What was the pantheon of the Continental Celts?

Julius Caesar in his de Bello Gallico (Gallic Wars) is our major source for Continental Celtic mythology. In the typical Roman fashion of absorbing foreign or conquered gods, Caesar assumes Roman identity for the Celtic gods. Because figures of a god of arts, crafts, and journeys seemed to be everywhere in Gaul, Caesar considers this god to be the most important Celtic deity. Caesar identifies him as Mercury. He also identifies a god who cures disease as Apollo, a god who rules the heavens as Jupiter, a god of war and healing as Mars, and a goddess of arts and crafts as Minerva. The Gaulish Mercury sometimes had three heads, suggesting the Indo-European tripartization. Caesar’s Celtic Apollo was, in fact, a composite of several deities, including the solar gods Belenus and Grannus and a thermal god Bormo who was himself associated with Damona, a figure in the Indo-European tradition of the bovine goddess. Caesar’s Minerva was really Sulis or Belisama, probably a Great Goddess representing the land itself.
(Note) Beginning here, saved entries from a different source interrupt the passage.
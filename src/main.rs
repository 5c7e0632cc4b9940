use std::path::PathBuf;

use anyhow::Result;
use clap::{Parser, Subcommand};
use tracing_subscriber::{layer::SubscriberExt, util::SubscriberInitExt};

use snapvault::cli::{handle_snapshot_command, SnapshotCommands};
use snapvault::config::{paths::AppPaths, settings::Settings};

#[derive(Parser)]
#[command(
    name = "snapvault",
    author = "Kaylee Beyene",
    version,
    about = "Point-in-time snapshots for a JSON record store",
    long_about = "snapvault keeps timestamped .tar.gz snapshots of an application \
                  root (its data file, its snapshot history and its logs), prunes \
                  them to a retention limit, and restores the store from any of them."
)]
struct Cli {
    /// Application root (defaults to the platform data directory)
    #[arg(long, global = true, env = "SNAPVAULT_ROOT")]
    root: Option<PathBuf>,

    /// Increase log verbosity (-v info, -vv debug, -vvv trace)
    #[arg(short, long, global = true, action = clap::ArgAction::Count)]
    verbose: u8,

    #[command(subcommand)]
    command: Option<Commands>,
}

#[derive(Subcommand)]
enum Commands {
    /// Create the application root layout
    Init,

    /// Show current configuration and paths
    Config,

    #[command(flatten)]
    Snapshot(SnapshotCommands),
}

fn main() -> Result<()> {
    let cli = Cli::parse();

    let filter = match cli.verbose {
        0 => "warn",
        1 => "info",
        2 => "debug",
        _ => "trace",
    };

    tracing_subscriber::registry()
        .with(
            tracing_subscriber::EnvFilter::try_from_default_env()
                .unwrap_or_else(|_| filter.into()),
        )
        .with(tracing_subscriber::fmt::layer().with_writer(std::io::stderr))
        .init();

    let paths = match cli.root {
        Some(root) => AppPaths::with_base_dir(root),
        None => AppPaths::new()?,
    };
    let settings = Settings::load_or_create(&paths)?;

    match cli.command {
        Some(Commands::Init) => {
            println!("Initializing snapvault at: {}", paths.base_dir().display());
            snapvault::storage::initialize_storage(&paths)?;
            if !paths.is_initialized() {
                settings.save(&paths)?;
            }
            println!("Initialization complete!");
            println!();
            println!("Data file:       {}", paths.data_file().display());
            println!("Snapshot store:  {}", paths.backup_dir().display());
            println!("Logs:            {}", paths.logs_dir().display());
            println!();
            println!("Run 'snapvault backup' to take the first snapshot.");
        }
        Some(Commands::Config) => {
            println!("snapvault Configuration");
            println!("=======================");
            println!("Application root: {}", paths.base_dir().display());
            println!("Settings file:    {}", paths.settings_file().display());
            println!("Snapshot store:   {}", paths.backup_dir().display());
            println!("Restore target:   {}", settings.restore_root(&paths).display());
            println!();
            println!("Settings:");
            println!("  Snapshots kept: {}", settings.retention.keep);
            println!("  Live store:");
            for member in &settings.live_store {
                let marker = if member.include { "included" } else { "excluded" };
                println!("    {} ({})", member.path.display(), marker);
            }
        }
        Some(Commands::Snapshot(cmd)) => {
            handle_snapshot_command(&paths, &settings, cmd)?;
        }
        None => {
            println!("snapvault - point-in-time snapshots for a JSON record store");
            println!();
            println!("Run 'snapvault --help' for usage information.");
        }
    }

    Ok(())
}
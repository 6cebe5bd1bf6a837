//! Small vector helpers

use glam::Vec3;

/// Normalize with the denominator clamped to `eps`.
///
/// A zero vector stays zero instead of turning into NaNs.
#[inline]
pub fn normalize_eps(v: Vec3, eps: f32) -> Vec3 {
    v / v.length().max(eps)
}

/// Angle from `a` to `b` measured around `axis`, in (-pi, pi].
pub fn signed_angle(a: Vec3, b: Vec3, axis: Vec3) -> f32 {
    let sin = a.cross(b).dot(axis);
    let cos = a.dot(b);
    sin.atan2(cos)
}

/// Remove the component of `v` along `normal` (normal must be unit length).
#[inline]
pub fn project_onto_plane(v: Vec3, normal: Vec3) -> Vec3 {
    v - normal * v.dot(normal)
}
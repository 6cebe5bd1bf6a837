//! Core types and utilities

pub mod types;
pub mod error;
pub mod config;
pub mod logging;

pub use types::*;
pub use error::Error;
pub use config::PoseConfig;
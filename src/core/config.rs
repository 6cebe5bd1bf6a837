//! Immutable numeric and axis conventions shared by a skeleton and its poses.

use std::path::Path;

use glam::Vec3;
use serde::{Deserialize, Serialize};

use crate::core::error::Error;
use crate::core::types::Result;

/// Conventions injected into a skeleton at construction.
///
/// Poses, bone derivation and IK read these through the skeleton they are
/// bound to, so every pose of one skeleton agrees on "up" and on the
/// degeneracy threshold.
#[derive(Clone, Debug, PartialEq, Serialize, Deserialize)]
#[serde(default)]
pub struct PoseConfig {
    /// Norm below which quaternions, axes and directions count as degenerate
    pub epsilon: f32,
    /// Canonical up axis (bone capsules are modelled along it)
    pub up: Vec3,
    /// Facing direction of the character in its rest pose
    pub forward: Vec3,
    /// Default capsule radius for bone instances
    pub bone_radius: f32,
}

impl Default for PoseConfig {
    fn default() -> Self {
        Self {
            epsilon: 1e-8,
            up: Vec3::Y,
            forward: Vec3::Z,
            bone_radius: 0.05,
        }
    }
}

impl PoseConfig {
    /// Check the invariants the math relies on.
    pub fn validate(&self) -> Result<()> {
        if !(self.epsilon > 0.0) {
            return Err(Error::Config(format!("epsilon must be positive, got {}", self.epsilon)));
        }
        if self.up.length() < self.epsilon || !self.up.is_finite() {
            return Err(Error::Config("up axis must be a finite non-zero vector".into()));
        }
        if self.forward.length() < self.epsilon || !self.forward.is_finite() {
            return Err(Error::Config("forward axis must be a finite non-zero vector".into()));
        }
        if self.up.normalize().cross(self.forward.normalize()).length() < 1e-4 {
            return Err(Error::Config("up and forward axes must not be parallel".into()));
        }
        if !(self.bone_radius > 0.0) {
            return Err(Error::Config(format!("bone_radius must be positive, got {}", self.bone_radius)));
        }
        Ok(())
    }

    /// Copy with both axes normalized.
    pub fn normalized(&self) -> Self {
        Self {
            up: self.up.normalize(),
            forward: self.forward.normalize(),
            ..self.clone()
        }
    }

    /// Save to file as pretty JSON (sync)
    pub fn save_sync(&self, path: &Path) -> Result<()> {
        let json = serde_json::to_string_pretty(self)?;

        if let Some(parent) = path.parent() {
            std::fs::create_dir_all(parent)?;
        }

        std::fs::write(path, json)?;
        Ok(())
    }

    /// Load from a JSON file and validate (sync)
    pub fn load_sync(path: &Path) -> Result<Self> {
        let json = std::fs::read_to_string(path)?;
        let config: PoseConfig = serde_json::from_str(&json)?;
        config.validate()?;
        log::debug!("Loaded pose config from {}", path.display());
        Ok(config.normalized())
    }
}
//! Core type aliases and re-exports

pub use glam::{
    Vec3, Vec4,
    Mat3, Mat4,
    Quat,
};

/// Standard Result type for the crate
pub type Result<T> = std::result::Result<T, crate::core::error::Error>;
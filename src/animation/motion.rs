//! Sequences of poses sharing one skeleton

use std::sync::Arc;

use glam::{Mat4, Quat, Vec3};
use rayon::prelude::*;

use super::pose::Pose;
use super::skeleton::Skeleton;
use crate::core::error::Error;
use crate::core::types::Result;
use crate::math::ops::signed_angle;
use crate::math::rotation::{AngleUnit, EulerOrder};

/// An animation: one pose per frame at a fixed frame rate.
#[derive(Clone, Debug)]
pub struct Motion {
    pub name: String,
    skeleton: Arc<Skeleton>,
    poses: Vec<Pose>,
    fps: f32,
}

impl Motion {
    /// Create an empty motion. `fps` must be finite and positive.
    pub fn new(name: impl Into<String>, skeleton: Arc<Skeleton>, fps: f32) -> Result<Self> {
        if !fps.is_finite() || fps <= 0.0 {
            return Err(Error::Config(format!("frame rate must be finite and positive, got {fps}")));
        }
        Ok(Self {
            name: name.into(),
            skeleton,
            poses: Vec::new(),
            fps,
        })
    }

    /// Build from per-frame Euler channels and root positions.
    pub fn from_euler_frames(
        name: impl Into<String>,
        skeleton: Arc<Skeleton>,
        frames: &[Vec<Vec3>],
        root_positions: &[Vec3],
        order: EulerOrder,
        unit: AngleUnit,
        fps: f32,
    ) -> Result<Self> {
        if frames.len() != root_positions.len() {
            return Err(Error::shape("root positions", frames.len(), root_positions.len()));
        }

        let mut motion = Self::new(name, skeleton, fps)?;
        for (angles, root) in frames.iter().zip(root_positions) {
            let pose = Pose::from_euler(Arc::clone(&motion.skeleton), angles, order, unit, *root)?;
            motion.poses.push(pose);
        }

        log::debug!("Motion {:?}: {} frames at {} fps", motion.name, motion.poses.len(), fps);
        Ok(motion)
    }

    /// Append a frame. The pose must be bound to this motion's skeleton.
    pub fn push_pose(&mut self, pose: Pose) -> Result<()> {
        if !Arc::ptr_eq(pose.skeleton(), &self.skeleton) {
            return Err(Error::InvalidHierarchy("pose belongs to a different skeleton".into()));
        }
        self.poses.push(pose);
        Ok(())
    }

    pub fn skeleton(&self) -> &Arc<Skeleton> {
        &self.skeleton
    }

    pub fn fps(&self) -> f32 {
        self.fps
    }

    pub fn num_frames(&self) -> usize {
        self.poses.len()
    }

    /// Time of the last frame in seconds
    pub fn duration(&self) -> f32 {
        if self.poses.len() < 2 {
            return 0.0;
        }
        (self.poses.len() - 1) as f32 / self.fps
    }

    pub fn pose(&self, frame: usize) -> Option<&Pose> {
        self.poses.get(frame)
    }

    pub fn poses(&self) -> &[Pose] {
        &self.poses
    }

    pub fn poses_mut(&mut self) -> &mut [Pose] {
        &mut self.poses
    }

    /// Shift every frame's root by `delta`
    pub fn translate_root(&mut self, delta: Vec3) {
        for pose in &mut self.poses {
            pose.translate_root_position(delta);
        }
    }

    /// Re-anchor the motion so `frame` stands at the origin facing the
    /// skeleton's forward axis. The vertical component of every root is kept.
    pub fn align_by_frame(&mut self, frame: usize) -> Result<()> {
        let count = self.poses.len();
        let reference = self
            .poses
            .get(frame)
            .ok_or(Error::JointOutOfRange { index: frame, count })?;

        let config = self.skeleton.config();
        let base = reference.base();
        let facing = reference.facing();
        if facing.length() < config.epsilon.max(1e-6) {
            return Err(Error::DegenerateRotation(format!(
                "frame {frame} has no horizontal facing direction"
            )));
        }

        let angle = signed_angle(facing, config.forward, config.up);
        let turn = Quat::from_axis_angle(config.up, angle);

        for pose in &mut self.poses {
            let root = turn * (pose.root_position() - base);
            pose.set_root_position(root);
            pose.rotate_root(turn)?;
        }

        Ok(())
    }

    /// Pose at `time` seconds, blending the two neighbouring frames.
    ///
    /// Outside the clip the first or last frame is held, unless `looping`.
    pub fn sample(&self, time: f32, looping: bool) -> Option<Pose> {
        let last = self.poses.len().checked_sub(1)?;
        let duration = self.duration();

        let time = if looping && duration > 0.0 {
            time.rem_euclid(duration)
        } else {
            time.clamp(0.0, duration)
        };

        let position = time * self.fps;
        let frame = (position.floor() as usize).min(last);
        let next = (frame + 1).min(last);
        let t = position - frame as f32;

        if frame == next || t <= 0.0 {
            return Some(self.poses[frame].clone());
        }
        Pose::interpolate(&self.poses[frame], &self.poses[next], t).ok()
    }

    /// Global transforms of every frame, evaluated in parallel.
    pub fn global_transforms_par(&self) -> Result<Vec<Vec<Mat4>>> {
        let start = std::time::Instant::now();
        let result = self
            .poses
            .par_iter()
            .map(Pose::global_transforms)
            .collect::<Result<Vec<_>>>();

        log::debug!(
            "Evaluated {} frames of {:?} in {:.2}ms",
            self.poses.len(),
            self.name,
            start.elapsed().as_secs_f64() * 1000.0
        );
        result
    }
}

#[cfg(test)]
mod tests {
    use super::*;
    use crate::animation::skeleton::SkeletonBuilder;
    use std::f32::consts::FRAC_PI_2;

    fn skeleton() -> Arc<Skeleton> {
        Arc::new(
            SkeletonBuilder::new()
                .add_root("hips", Mat4::IDENTITY)
                .add_joint_at("spine", "hips", Vec3::Y)
                .add_joint_at("head", "spine", Vec3::Y)
                .build()
                .unwrap(),
        )
    }

    fn walk(skeleton: Arc<Skeleton>, frames: usize) -> Motion {
        let mut motion = Motion::new("walk", skeleton.clone(), 10.0).unwrap();
        for i in 0..frames {
            let pose = Pose::new(
                skeleton.clone(),
                vec![Quat::IDENTITY; 3],
                Vec3::new(i as f32, 1.0, 0.0),
            )
            .unwrap();
            motion.push_pose(pose).unwrap();
        }
        motion
    }

    #[test]
    fn test_from_euler_frames() {
        let skeleton = skeleton();
        let frames = vec![vec![Vec3::ZERO; 3], vec![Vec3::new(0.0, 90.0, 0.0), Vec3::ZERO, Vec3::ZERO]];
        let roots = vec![Vec3::ZERO, Vec3::X];
        let motion = Motion::from_euler_frames(
            "clip",
            skeleton,
            &frames,
            &roots,
            EulerOrder::XYZ,
            AngleUnit::Degrees,
            30.0,
        )
        .unwrap();

        assert_eq!(motion.num_frames(), 2);
        assert!((motion.duration() - 1.0 / 30.0).abs() < 1e-6);
        let q = motion.pose(1).unwrap().local_rotations()[0];
        assert!(q.abs_diff_eq(Quat::from_rotation_y(FRAC_PI_2), 1e-6));
    }

    #[test]
    fn test_from_euler_frames_mismatch() {
        let result = Motion::from_euler_frames(
            "clip",
            skeleton(),
            &[vec![Vec3::ZERO; 3]],
            &[],
            EulerOrder::XYZ,
            AngleUnit::Radians,
            30.0,
        );
        assert!(matches!(result, Err(Error::ShapeMismatch { .. })));
    }

    #[test]
    fn test_push_pose_wrong_skeleton() {
        let mut motion = Motion::new("m", skeleton(), 30.0).unwrap();
        let foreign = Pose::identity(skeleton());
        assert!(matches!(motion.push_pose(foreign), Err(Error::InvalidHierarchy(_))));
    }

    #[test]
    fn test_translate_root() {
        let mut motion = walk(skeleton(), 3);
        motion.translate_root(Vec3::new(0.0, 0.0, 5.0));
        for (i, pose) in motion.poses().iter().enumerate() {
            assert_eq!(pose.root_position(), Vec3::new(i as f32, 1.0, 5.0));
        }
    }

    #[test]
    fn test_sample_interpolates() {
        let motion = walk(skeleton(), 3);
        assert!((motion.duration() - 0.2).abs() < 1e-6);

        let pose = motion.sample(0.05, false).unwrap();
        assert!(pose.root_position().abs_diff_eq(Vec3::new(0.5, 1.0, 0.0), 1e-5));

        let end = motion.sample(10.0, false).unwrap();
        assert!(end.root_position().abs_diff_eq(Vec3::new(2.0, 1.0, 0.0), 1e-5));

        let start = motion.sample(-1.0, false).unwrap();
        assert!(start.root_position().abs_diff_eq(Vec3::new(0.0, 1.0, 0.0), 1e-5));
    }

    #[test]
    fn test_sample_looping() {
        let motion = walk(skeleton(), 3);
        let pose = motion.sample(0.25, true).unwrap();
        assert!(pose.root_position().abs_diff_eq(Vec3::new(0.5, 1.0, 0.0), 1e-4));
    }

    #[test]
    fn test_sample_empty() {
        let motion = Motion::new("empty", skeleton(), 30.0).unwrap();
        assert!(motion.sample(0.0, false).is_none());
        assert_eq!(motion.duration(), 0.0);
    }

    #[test]
    fn test_align_by_frame() {
        let skeleton = skeleton();
        let mut motion = Motion::new("turned", skeleton.clone(), 30.0).unwrap();
        for i in 0..2 {
            // facing +X, walking along +X
            let pose = Pose::new(
                skeleton.clone(),
                vec![Quat::from_rotation_y(FRAC_PI_2), Quat::IDENTITY, Quat::IDENTITY],
                Vec3::new(3.0 + i as f32, 0.9, 2.0),
            )
            .unwrap();
            motion.push_pose(pose).unwrap();
        }

        motion.align_by_frame(0).unwrap();

        let first = motion.pose(0).unwrap();
        assert!(first.root_position().abs_diff_eq(Vec3::new(0.0, 0.9, 0.0), 1e-5));
        assert!(first.forward().abs_diff_eq(Vec3::Z, 1e-5));

        // the step along +X now points along +Z
        let second = motion.pose(1).unwrap();
        assert!(second.root_position().abs_diff_eq(Vec3::new(0.0, 0.9, 1.0), 1e-5));
        assert!(second.forward().abs_diff_eq(Vec3::Z, 1e-5));
    }

    #[test]
    fn test_invalid_frame_rate() {
        for fps in [f32::NAN, f32::INFINITY, 0.0, -24.0] {
            assert!(matches!(Motion::new("m", skeleton(), fps), Err(Error::Config(_))));
        }

        let result = Motion::from_euler_frames(
            "clip",
            skeleton(),
            &[vec![Vec3::ZERO; 3]],
            &[Vec3::ZERO],
            EulerOrder::XYZ,
            AngleUnit::Radians,
            f32::NAN,
        );
        assert!(matches!(result, Err(Error::Config(_))));
    }

    #[test]
    fn test_sample_between_frames_at_valid_rate() {
        let motion = walk(skeleton(), 2);
        let pose = motion.sample(0.1, false).unwrap();
        assert!(pose.root_position().is_finite());
    }

    #[test]
    fn test_align_by_frame_facing_up() {
        let skeleton = skeleton();
        let mut motion = Motion::new("lying", skeleton.clone(), 30.0).unwrap();
        // root pitched so forward (+Z) points straight up
        let pose = Pose::new(
            skeleton.clone(),
            vec![Quat::from_rotation_x(-FRAC_PI_2), Quat::IDENTITY, Quat::IDENTITY],
            Vec3::new(1.0, 0.2, 1.0),
        )
        .unwrap();
        motion.push_pose(pose).unwrap();

        assert!(matches!(motion.align_by_frame(0), Err(Error::DegenerateRotation(_))));
        // nothing moved
        assert_eq!(motion.pose(0).unwrap().root_position(), Vec3::new(1.0, 0.2, 1.0));
    }

    #[test]
    fn test_align_by_frame_out_of_range() {
        let mut motion = walk(skeleton(), 2);
        assert!(motion.align_by_frame(5).is_err());
    }

    #[test]
    fn test_global_transforms_par_matches_serial() {
        let mut motion = walk(skeleton(), 16);
        for (i, pose) in motion.poses_mut().iter_mut().enumerate() {
            pose.set_local_rotation(1, Quat::from_rotation_z(i as f32 * 0.1)).unwrap();
        }

        let parallel = motion.global_transforms_par().unwrap();
        assert_eq!(parallel.len(), 16);
        for (pose, globals) in motion.poses().iter().zip(&parallel) {
            let serial = pose.global_transforms().unwrap();
            assert_eq!(&serial, globals);
        }
    }
}
//! Pose report binary - bends a demo joint chain and logs its geometry.
//!
//! Usage: cargo run --bin pose_report -- [OPTIONS]
//!
//! Options:
//!   --joints <N>      Number of joints in the chain (default: 5)
//!   --length <M>      Bone length in meters (default: 0.5)
//!   --bend <DEG>      Bend applied at every non-root joint, about Z (default: 20)
//!   --turn <DEG>      Root rotation about the up axis (default: 0)
//!   --order <ORDER>   Euler order for the bend/turn channels (default: "zyx")
//!   --config <PATH>   Pose config JSON (up/forward axes, epsilon, bone radius)

use std::path::PathBuf;
use std::process::ExitCode;
use std::sync::Arc;

use glam::{Mat4, Vec3};

use posekit::animation::{Pose, SkeletonBuilder};
use posekit::core::logging;
use posekit::math::{AngleUnit, EulerOrder};
use posekit::{PoseConfig, Result};

fn main() -> ExitCode {
    logging::init();

    let args: Vec<String> = std::env::args().collect();
    match run(&args) {
        Ok(()) => ExitCode::SUCCESS,
        Err(e) => {
            log::error!("{e}");
            ExitCode::FAILURE
        }
    }
}

fn run(args: &[String]) -> Result<()> {
    let joints = parse_usize_arg(args, "--joints").unwrap_or(5).max(1);
    let length = parse_f32_arg(args, "--length").unwrap_or(0.5);
    let bend = parse_f32_arg(args, "--bend").unwrap_or(20.0);
    let turn = parse_f32_arg(args, "--turn").unwrap_or(0.0);
    let order: EulerOrder = parse_str_arg(args, "--order")
        .unwrap_or_else(|| "zyx".to_string())
        .parse()?;

    let config = match parse_str_arg(args, "--config") {
        Some(path) => PoseConfig::load_sync(&PathBuf::from(path))?,
        None => PoseConfig::default(),
    };
    let up = config.up.normalize();

    let mut builder = SkeletonBuilder::new()
        .config(config.clone())
        .add_root("joint_0", Mat4::IDENTITY);
    for i in 1..joints {
        builder = builder.add_joint_at(&format!("joint_{i}"), &format!("joint_{}", i - 1), up * length);
    }
    let skeleton = Arc::new(builder.build()?);

    // channels follow the Euler order: angle i is about order axis i
    let channel = |axis: Vec3, degrees: f32| -> Vec3 {
        let mut angles = Vec3::ZERO;
        for (i, a) in order.axes().iter().enumerate() {
            if a.unit() == axis {
                angles[i] = degrees;
                break;
            }
        }
        angles
    };

    let mut angles = vec![channel(Vec3::Z, bend); joints];
    angles[0] = channel(Vec3::Y, turn);

    let pose = Pose::from_euler(skeleton.clone(), &angles, order, AngleUnit::Degrees, Vec3::ZERO)?;

    log::info!(
        "Chain of {} joints, bone length {}, bend {} deg, turn {} deg (order {})",
        joints, length, bend, turn, order
    );

    for (i, p) in pose.global_positions()?.iter().enumerate() {
        log::info!("  joint {:>2}: ({:>8.4}, {:>8.4}, {:>8.4})", i, p.x, p.y, p.z);
    }

    for segment in pose.bone_segments()? {
        let dir = segment.direction();
        log::info!(
            "  bone {:>2} -> {:>2}: length {:.4}, mid ({:.4}, {:.4}, {:.4}), dir ({:.3}, {:.3}, {:.3})",
            segment.parent, segment.joint, segment.length,
            segment.position.x, segment.position.y, segment.position.z,
            dir.x, dir.y, dir.z,
        );
    }

    let bounds = pose.bounds()?.inflated(config.bone_radius);
    log::info!(
        "Bounds: min ({:.4}, {:.4}, {:.4}) max ({:.4}, {:.4}, {:.4})",
        bounds.min.x, bounds.min.y, bounds.min.z,
        bounds.max.x, bounds.max.y, bounds.max.z,
    );

    Ok(())
}

fn parse_f32_arg(args: &[String], flag: &str) -> Option<f32> {
    args.iter().position(|a| a == flag)
        .and_then(|i| args.get(i + 1))
        .and_then(|s| s.parse().ok())
}

fn parse_usize_arg(args: &[String], flag: &str) -> Option<usize> {
    args.iter().position(|a| a == flag)
        .and_then(|i| args.get(i + 1))
        .and_then(|s| s.parse().ok())
}

fn parse_str_arg(args: &[String], flag: &str) -> Option<String> {
    args.iter().position(|a| a == flag)
        .and_then(|i| args.get(i + 1))
        .cloned()
}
The Roman writer Lucan tells us that “harsh Teutates, “dread Esus,” and Taranis all were gods demanding sacrifice. Taranis was apparently a god of the Underworld, who, according to Caesar, the Celts saw as their ancestor. Some scholars have seen the Teutates-Esus-Taranis combination as a typical Indo-European tripartization, equivalent to the early Roman Jupiter-Mars-Quirinus triad.

A bronze Gallic figure of Taranis, a god of the Underworld, holding wheel and thunderbolt.